[ASSIGNMENT] Only the lines with "shared" in them need to be copied from the listing.

--- RECORD SET ---

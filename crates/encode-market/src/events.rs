//! Marketplace events and the sinks that receive them.
//!
//! Every successful state-changing operation emits exactly one
//! [`MarketEvent`]. Failed operations emit nothing.

use std::sync::Arc;

use encode_ledger::{AccountId, Amount, Height};
use parking_lot::Mutex;
use serde::{Deserialize, Serialize};

use crate::types::{JobId, ProposalId};

/// A committed marketplace state change.
#[derive(Debug, Clone, PartialEq, Eq, Serialize, Deserialize)]
#[serde(tag = "type", rename_all = "snake_case")]
pub enum MarketEvent {
    /// A job was posted.
    JobCreated {
        /// New job.
        job: JobId,
        /// Posting account.
        creator: AccountId,
        /// Maximum payment.
        budget: Amount,
        /// Proposal window end.
        deadline: Height,
        /// Height of the call.
        height: Height,
    },
    /// A proposal was submitted.
    ProposalSubmitted {
        /// Target job.
        job: JobId,
        /// New proposal.
        proposal: ProposalId,
        /// Bidding account.
        proposer: AccountId,
        /// Requested amount.
        bid: Amount,
        /// Height of the call.
        height: Height,
    },
    /// The creator accepted a proposal and funded escrow.
    ProposalAccepted {
        /// The job.
        job: JobId,
        /// The winning proposal.
        proposal: ProposalId,
        /// Amount moved into escrow.
        escrowed: Amount,
        /// Other proposals rejected in the same call.
        rejected: Vec<ProposalId>,
        /// Height of the call.
        height: Height,
    },
    /// A proposer withdrew their proposal.
    ProposalWithdrawn {
        /// The job.
        job: JobId,
        /// The withdrawn proposal.
        proposal: ProposalId,
        /// Height of the call.
        height: Height,
    },
    /// The accepted provider agreed to cancellation.
    CancellationApproved {
        /// The job.
        job: JobId,
        /// Approving provider.
        provider: AccountId,
        /// Height of the call.
        height: Height,
    },
    /// Delivery confirmed and escrow released.
    JobCompleted {
        /// The job.
        job: JobId,
        /// Paid provider.
        provider: AccountId,
        /// Amount released.
        released: Amount,
        /// Height of the call.
        height: Height,
    },
    /// The creator cancelled the job.
    JobCancelled {
        /// The job.
        job: JobId,
        /// Amount returned to the creator. Zero if the job was still open.
        refunded: Amount,
        /// Pending proposals rejected in the same call.
        rejected: Vec<ProposalId>,
        /// Height of the call.
        height: Height,
    },
    /// The job's window closed with no accepted proposal.
    JobExpired {
        /// The job.
        job: JobId,
        /// Pending proposals rejected in the same call.
        rejected: Vec<ProposalId>,
        /// Height of the call.
        height: Height,
    },
}

impl MarketEvent {
    /// The job this event concerns.
    #[must_use]
    pub const fn job(&self) -> JobId {
        match self {
            Self::JobCreated { job, .. }
            | Self::ProposalSubmitted { job, .. }
            | Self::ProposalAccepted { job, .. }
            | Self::ProposalWithdrawn { job, .. }
            | Self::CancellationApproved { job, .. }
            | Self::JobCompleted { job, .. }
            | Self::JobCancelled { job, .. }
            | Self::JobExpired { job, .. } => *job,
        }
    }

    /// Short name of the event, matching its serialized tag.
    #[must_use]
    pub const fn event_type(&self) -> &'static str {
        match self {
            Self::JobCreated { .. } => "job_created",
            Self::ProposalSubmitted { .. } => "proposal_submitted",
            Self::ProposalAccepted { .. } => "proposal_accepted",
            Self::ProposalWithdrawn { .. } => "proposal_withdrawn",
            Self::CancellationApproved { .. } => "cancellation_approved",
            Self::JobCompleted { .. } => "job_completed",
            Self::JobCancelled { .. } => "job_cancelled",
            Self::JobExpired { .. } => "job_expired",
        }
    }

    /// Serializes the event to JSON.
    ///
    /// # Errors
    ///
    /// Returns an error if serialization fails.
    pub fn to_json(&self) -> Result<String, serde_json::Error> {
        serde_json::to_string(self)
    }
}

/// Destination for marketplace events.
pub trait EventSink: Send {
    /// Records one event.
    fn emit(&self, event: &MarketEvent);
}

/// Logs each event through `tracing` at info level.
#[derive(Debug, Clone, Copy, Default)]
pub struct TracingEventSink;

impl EventSink for TracingEventSink {
    fn emit(&self, event: &MarketEvent) {
        let json = event.to_json().unwrap_or_else(|_| "{}".to_string());
        tracing::info!(
            target: "encode_market::events",
            event_type = event.event_type(),
            job = %event.job(),
            event_json = %json,
            "market event"
        );
    }
}

/// Discards every event.
#[derive(Debug, Clone, Copy, Default)]
pub struct NoopEventSink;

impl EventSink for NoopEventSink {
    fn emit(&self, _event: &MarketEvent) {}
}

/// Collects events in memory. Clones share the same buffer.
#[derive(Debug, Clone, Default)]
pub struct MemoryEventSink {
    events: Arc<Mutex<Vec<MarketEvent>>>,
}

impl MemoryEventSink {
    /// Creates an empty sink.
    #[must_use]
    pub fn new() -> Self {
        Self::default()
    }

    /// A copy of every event recorded so far.
    #[must_use]
    pub fn events(&self) -> Vec<MarketEvent> {
        self.events.lock().clone()
    }

    /// Removes and returns every recorded event.
    pub fn drain(&self) -> Vec<MarketEvent> {
        std::mem::take(&mut *self.events.lock())
    }

    /// Number of recorded events.
    #[must_use]
    pub fn len(&self) -> usize {
        self.events.lock().len()
    }

    /// Returns true if nothing has been recorded.
    #[must_use]
    pub fn is_empty(&self) -> bool {
        self.events.lock().is_empty()
    }
}

impl EventSink for MemoryEventSink {
    fn emit(&self, event: &MarketEvent) {
        self.events.lock().push(event.clone());
    }
}

impl<S: EventSink + Sync + ?Sized> EventSink for Arc<S> {
    fn emit(&self, event: &MarketEvent) {
        (**self).emit(event);
    }
}

#[cfg(test)]
mod tests {
    use super::*;

    fn withdrawn(job: u64) -> MarketEvent {
        MarketEvent::ProposalWithdrawn {
            job: JobId::new(job),
            proposal: ProposalId::new(0),
            height: 7,
        }
    }

    #[test]
    fn serialized_tag_matches_event_type() {
        let event = MarketEvent::JobCancelled {
            job: JobId::new(2),
            refunded: Amount::new(4500),
            rejected: vec![ProposalId::new(1)],
            height: 40,
        };
        let value: serde_json::Value = serde_json::from_str(&event.to_json().unwrap()).unwrap();

        assert_eq!(value["type"], event.event_type());
        assert_eq!(value["job"], 2);
        assert_eq!(value["refunded"], 4500);
        assert_eq!(event.job(), JobId::new(2));
    }

    #[test]
    fn json_roundtrip() {
        let event = MarketEvent::JobCreated {
            job: JobId::new(0),
            creator: AccountId::new("wallet_1").unwrap(),
            budget: Amount::new(5000),
            deadline: 110,
            height: 10,
        };
        let parsed: MarketEvent = serde_json::from_str(&event.to_json().unwrap()).unwrap();
        assert_eq!(parsed, event);
    }

    #[test]
    fn memory_sink_clones_share_buffer() {
        let sink = MemoryEventSink::new();
        let handle = sink.clone();

        sink.emit(&withdrawn(0));
        sink.emit(&withdrawn(1));

        assert_eq!(handle.len(), 2);
        assert_eq!(handle.events()[1].job(), JobId::new(1));

        let drained = handle.drain();
        assert_eq!(drained.len(), 2);
        assert!(sink.is_empty());
    }

    #[test]
    fn noop_and_tracing_sinks_accept_events() {
        NoopEventSink.emit(&withdrawn(0));
        TracingEventSink.emit(&withdrawn(0));
    }

    #[test]
    fn arc_sink_forwards() {
        let sink = Arc::new(MemoryEventSink::new());
        let shared: Arc<MemoryEventSink> = Arc::clone(&sink);
        shared.emit(&withdrawn(3));
        assert_eq!(sink.len(), 1);
    }
}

---

[WRITTEN SOLUTION]
        let shared: Arc<MemoryEventSink> = Arc::clone(&sink);
        shared.emit(&withdrawn(3));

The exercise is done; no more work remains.